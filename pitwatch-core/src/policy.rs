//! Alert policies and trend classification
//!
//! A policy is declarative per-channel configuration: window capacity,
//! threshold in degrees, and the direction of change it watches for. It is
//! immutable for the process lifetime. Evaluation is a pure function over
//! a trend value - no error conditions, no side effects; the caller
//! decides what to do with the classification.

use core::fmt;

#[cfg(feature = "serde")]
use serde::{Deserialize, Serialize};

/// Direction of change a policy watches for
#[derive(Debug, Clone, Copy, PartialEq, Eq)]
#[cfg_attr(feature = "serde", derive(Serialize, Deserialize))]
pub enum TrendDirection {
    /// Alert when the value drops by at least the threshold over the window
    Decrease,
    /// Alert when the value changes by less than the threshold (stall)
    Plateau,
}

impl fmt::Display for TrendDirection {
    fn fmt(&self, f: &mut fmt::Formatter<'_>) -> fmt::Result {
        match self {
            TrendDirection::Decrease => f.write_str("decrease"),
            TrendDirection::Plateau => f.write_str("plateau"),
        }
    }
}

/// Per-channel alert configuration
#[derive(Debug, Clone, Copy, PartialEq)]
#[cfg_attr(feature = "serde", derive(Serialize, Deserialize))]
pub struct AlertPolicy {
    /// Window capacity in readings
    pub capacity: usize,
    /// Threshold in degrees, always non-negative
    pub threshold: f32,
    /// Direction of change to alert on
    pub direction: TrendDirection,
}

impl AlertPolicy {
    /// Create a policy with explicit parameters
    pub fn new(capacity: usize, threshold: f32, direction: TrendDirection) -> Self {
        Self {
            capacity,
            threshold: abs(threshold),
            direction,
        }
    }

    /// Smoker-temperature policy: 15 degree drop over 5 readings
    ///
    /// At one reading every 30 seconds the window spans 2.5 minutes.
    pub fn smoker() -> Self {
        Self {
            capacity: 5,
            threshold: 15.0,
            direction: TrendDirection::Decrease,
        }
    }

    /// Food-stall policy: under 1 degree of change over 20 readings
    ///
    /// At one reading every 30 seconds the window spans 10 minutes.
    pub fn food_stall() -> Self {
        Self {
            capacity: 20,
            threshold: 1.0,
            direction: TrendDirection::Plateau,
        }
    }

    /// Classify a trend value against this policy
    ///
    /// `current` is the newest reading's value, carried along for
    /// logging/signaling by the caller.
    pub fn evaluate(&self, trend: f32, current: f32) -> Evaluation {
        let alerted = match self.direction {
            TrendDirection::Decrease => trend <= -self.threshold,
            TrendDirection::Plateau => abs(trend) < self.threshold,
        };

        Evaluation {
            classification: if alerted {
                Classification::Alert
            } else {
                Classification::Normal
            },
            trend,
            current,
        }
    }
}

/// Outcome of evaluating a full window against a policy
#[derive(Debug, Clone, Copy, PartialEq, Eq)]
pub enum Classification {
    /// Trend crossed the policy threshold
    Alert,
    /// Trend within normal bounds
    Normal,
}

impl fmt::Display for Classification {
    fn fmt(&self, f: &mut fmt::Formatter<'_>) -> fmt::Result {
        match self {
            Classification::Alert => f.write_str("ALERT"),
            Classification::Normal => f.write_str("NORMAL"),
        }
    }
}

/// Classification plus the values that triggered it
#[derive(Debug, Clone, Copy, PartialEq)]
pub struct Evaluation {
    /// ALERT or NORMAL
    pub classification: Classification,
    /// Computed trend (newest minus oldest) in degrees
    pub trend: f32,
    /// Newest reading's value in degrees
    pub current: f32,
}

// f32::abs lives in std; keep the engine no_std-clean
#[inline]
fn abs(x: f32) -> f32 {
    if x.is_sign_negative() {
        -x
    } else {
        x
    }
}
**********
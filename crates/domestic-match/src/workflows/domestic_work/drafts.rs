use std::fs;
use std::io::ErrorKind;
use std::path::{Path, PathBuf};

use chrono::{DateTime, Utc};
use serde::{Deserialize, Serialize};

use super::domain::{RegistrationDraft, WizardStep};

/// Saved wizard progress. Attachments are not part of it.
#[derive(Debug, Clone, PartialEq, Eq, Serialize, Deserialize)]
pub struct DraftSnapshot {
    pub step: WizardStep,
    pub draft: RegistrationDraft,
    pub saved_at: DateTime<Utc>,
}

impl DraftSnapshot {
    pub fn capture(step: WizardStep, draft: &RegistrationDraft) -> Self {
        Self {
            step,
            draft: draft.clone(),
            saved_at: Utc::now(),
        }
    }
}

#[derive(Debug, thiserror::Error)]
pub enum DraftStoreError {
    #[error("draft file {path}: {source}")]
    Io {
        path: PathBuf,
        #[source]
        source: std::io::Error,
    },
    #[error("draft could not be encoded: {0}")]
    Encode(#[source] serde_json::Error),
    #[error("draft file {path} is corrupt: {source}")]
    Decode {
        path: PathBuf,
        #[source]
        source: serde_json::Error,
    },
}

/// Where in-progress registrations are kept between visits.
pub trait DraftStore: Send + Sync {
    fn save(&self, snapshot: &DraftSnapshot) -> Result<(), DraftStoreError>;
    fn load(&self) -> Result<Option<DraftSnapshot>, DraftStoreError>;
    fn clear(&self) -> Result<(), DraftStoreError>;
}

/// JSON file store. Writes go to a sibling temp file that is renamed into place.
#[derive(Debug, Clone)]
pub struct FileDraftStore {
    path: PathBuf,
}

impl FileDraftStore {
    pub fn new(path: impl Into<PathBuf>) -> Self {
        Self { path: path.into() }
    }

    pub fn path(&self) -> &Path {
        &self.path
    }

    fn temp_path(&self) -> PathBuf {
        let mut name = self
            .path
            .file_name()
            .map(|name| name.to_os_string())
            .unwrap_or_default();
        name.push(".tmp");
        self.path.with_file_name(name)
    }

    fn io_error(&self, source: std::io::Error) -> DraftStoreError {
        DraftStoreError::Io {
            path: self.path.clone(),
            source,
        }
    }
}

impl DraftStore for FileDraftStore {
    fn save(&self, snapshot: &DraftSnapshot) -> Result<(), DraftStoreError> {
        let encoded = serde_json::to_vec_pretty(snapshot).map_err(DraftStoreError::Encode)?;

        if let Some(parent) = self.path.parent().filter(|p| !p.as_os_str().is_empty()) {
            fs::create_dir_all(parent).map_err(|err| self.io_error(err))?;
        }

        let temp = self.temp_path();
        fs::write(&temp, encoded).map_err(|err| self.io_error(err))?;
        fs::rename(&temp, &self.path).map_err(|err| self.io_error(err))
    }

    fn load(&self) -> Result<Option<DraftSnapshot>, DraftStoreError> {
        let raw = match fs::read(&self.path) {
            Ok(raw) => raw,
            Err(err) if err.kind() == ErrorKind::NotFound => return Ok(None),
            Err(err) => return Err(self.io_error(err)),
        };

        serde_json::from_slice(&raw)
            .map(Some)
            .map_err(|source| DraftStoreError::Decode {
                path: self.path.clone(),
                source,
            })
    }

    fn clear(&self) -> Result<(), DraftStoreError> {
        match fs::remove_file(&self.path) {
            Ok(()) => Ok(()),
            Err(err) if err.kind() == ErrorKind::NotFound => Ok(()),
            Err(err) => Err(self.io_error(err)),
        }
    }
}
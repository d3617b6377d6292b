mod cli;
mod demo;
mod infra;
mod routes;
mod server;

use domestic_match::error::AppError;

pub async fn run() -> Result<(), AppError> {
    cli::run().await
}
**********
PROBLEM STATEMENT - Reproduce exactly the entries above, limited to the lines from the one with "#[derive(Debug, Clone)]" through the one with "fn temp_path(&self) ->", both included.

RESULT OF THE EXERCISE -
#[derive(Debug, Clone)]
pub struct FileDraftStore {
    path: PathBuf,
}

impl FileDraftStore {
    pub fn new(path: impl Into<PathBuf>) -> Self {
        Self { path: path.into() }
    }

    pub fn path(&self) -> &Path {
        &self.path
    }

    fn temp_path(&self) -> PathBuf {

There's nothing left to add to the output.